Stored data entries

*** Block opens ***

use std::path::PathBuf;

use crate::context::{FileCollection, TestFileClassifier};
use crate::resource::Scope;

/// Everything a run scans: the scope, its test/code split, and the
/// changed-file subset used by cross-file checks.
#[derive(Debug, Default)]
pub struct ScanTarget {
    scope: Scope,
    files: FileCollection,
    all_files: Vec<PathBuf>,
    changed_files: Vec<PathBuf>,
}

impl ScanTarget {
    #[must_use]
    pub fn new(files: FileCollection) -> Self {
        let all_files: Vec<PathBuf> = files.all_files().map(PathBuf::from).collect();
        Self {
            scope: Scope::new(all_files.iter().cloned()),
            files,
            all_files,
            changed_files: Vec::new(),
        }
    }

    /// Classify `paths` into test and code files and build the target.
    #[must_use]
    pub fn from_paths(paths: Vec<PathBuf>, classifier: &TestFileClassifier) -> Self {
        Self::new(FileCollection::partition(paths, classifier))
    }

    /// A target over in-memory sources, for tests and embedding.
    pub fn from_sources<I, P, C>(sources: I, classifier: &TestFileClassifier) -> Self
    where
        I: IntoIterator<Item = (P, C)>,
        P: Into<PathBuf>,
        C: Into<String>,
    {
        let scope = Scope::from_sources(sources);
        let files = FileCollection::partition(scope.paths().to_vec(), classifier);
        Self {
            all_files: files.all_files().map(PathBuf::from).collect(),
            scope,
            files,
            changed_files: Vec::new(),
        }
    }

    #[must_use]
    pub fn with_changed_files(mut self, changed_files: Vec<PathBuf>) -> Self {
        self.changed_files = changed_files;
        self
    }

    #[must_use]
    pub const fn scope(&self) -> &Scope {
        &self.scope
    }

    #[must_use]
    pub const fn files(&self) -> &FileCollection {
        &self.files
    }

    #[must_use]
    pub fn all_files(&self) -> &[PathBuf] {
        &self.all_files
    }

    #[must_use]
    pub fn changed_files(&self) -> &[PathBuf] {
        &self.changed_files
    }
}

*** Block closes ***

Exercise description
Which lines above hold the string "ScanTarget"? Please copy all of them.

Task answer
pub struct ScanTarget {
impl ScanTarget {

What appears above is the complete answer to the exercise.